La Historia de América nos ofrece muchos elementos para perfeccionarnos como sociedad hoy día. Sin ir más lejos, nos obliga a repensarnos como sociedad heredera de un imperio colonial, nos guste o no. Y ello implica que debemos asumir que buena parte de nuestros antepasados, unos u otros con mayor o menor índice de culpabilidad, por hablar en estos términos, instauraron en las llamadas Indias un régimen socio-económico basado en la explotación salvaje de unos, la mayoría, por unos pocos. Lo lamentable es que, en nuestra contemporaneidad, estamos asistiendo a episodios en los que el respeto por los derechos humanos brilla por su ausencia, en especial en las cuestiones laborales, de vivienda, educación, sanidad, el bienestar humano en general.
Poco a poco el sistema capitalista ha ido virando hacia formas que calificaría de pseudo-esclavismo, exactamente como pasaba en las Indias hace quinientos años. Que no seamos esclavos jurídicamente hablando no quita que en nuestra sociedad muchos conciudadanos, demasiados, a mi modo de ver llevan unas vidas más cercana a la esclavitud que a otra cosa. Por ello es muy curioso cómo algunos ensalzan un pasado imperial, pero libre de toda crítica, para proyectar unos supuestos “valores” cívicos hacia nuestro presente; valores que fomentan un sentido de patria excluyente, xenófoba, al tiempo que buscan en ese pasado supuestamente glorioso esos héroes que tanta falta hacen en un mundo como el suyo actual, pleno de gentes mediocres y sin escrúpulos, que pululan en el mundo de la política y en la administración de lo público.

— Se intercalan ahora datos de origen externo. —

//! Engine write metrics
//!
//! Per-call write failures are never returned to logging callers; these
//! counters are where they surface instead.

use std::sync::atomic::{AtomicU64, Ordering};

/// Counters for records written and writes that failed
///
/// # Example
///
/// ```
/// use leveled_logger::EngineMetrics;
///
/// let metrics = EngineMetrics::new();
/// metrics.record_written();
/// metrics.record_failure();
///
/// assert_eq!(metrics.records_written(), 1);
/// assert_eq!(metrics.write_failures(), 1);
/// ```
#[derive(Debug)]
pub struct EngineMetrics {
    /// Records fully written to the sink
    records_written: AtomicU64,

    /// Records lost to a sink write or flush error
    write_failures: AtomicU64,
}

impl EngineMetrics {
    pub const fn new() -> Self {
        Self {
            records_written: AtomicU64::new(0),
            write_failures: AtomicU64::new(0),
        }
    }

    #[inline]
    pub fn records_written(&self) -> u64 {
        self.records_written.load(Ordering::Relaxed)
    }

    #[inline]
    pub fn write_failures(&self) -> u64 {
        self.write_failures.load(Ordering::Relaxed)
    }

    /// Record a written entry, returns the previous count
    #[inline]
    pub fn record_written(&self) -> u64 {
        self.records_written.fetch_add(1, Ordering::Relaxed)
    }

    /// Record a failed write, returns the previous count
    #[inline]
    pub fn record_failure(&self) -> u64 {
        self.write_failures.fetch_add(1, Ordering::Relaxed)
    }
}

impl Default for EngineMetrics {
    fn default() -> Self {
        Self::new()
    }
}

#[cfg(test)]
mod tests {
    use super::*;

    #[test]
    fn test_metrics_new() {
        let metrics = EngineMetrics::new();
        assert_eq!(metrics.records_written(), 0);
        assert_eq!(metrics.write_failures(), 0);
    }

    #[test]
    fn test_record_returns_previous() {
        let metrics = EngineMetrics::new();
        assert_eq!(metrics.record_failure(), 0);
        assert_eq!(metrics.write_failures(), 1);
        metrics.record_failure();
        assert_eq!(metrics.write_failures(), 2);
    }
}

Asimismo, un análisis del uso de la violencia en la conquista de las Indias, y el cuestionamiento de sus principales protagonistas, glorificados hasta hace muy poco como héroes sin contestación posible, nos debe ayudar como sociedad a replantearnos por qué se sigue otorgando al conquistador, a aquel que, en el fondo, impone sus criterios mediante el uso de la fuerza y acaba por destruir una civilización entera, el máximo reconocimiento de “héroe”. El primer paso, casi simbólico, ha sido en algunos casos destruir determinadas estatuas, el siguiente debería ser educar mucho mejor a nuestras sociedades haciéndoles conocer otros enfoques de nuestro pasado histórico. De seguro que, a consecuencia de ello, sus ideales políticos, su ideología en suma, también cambiará.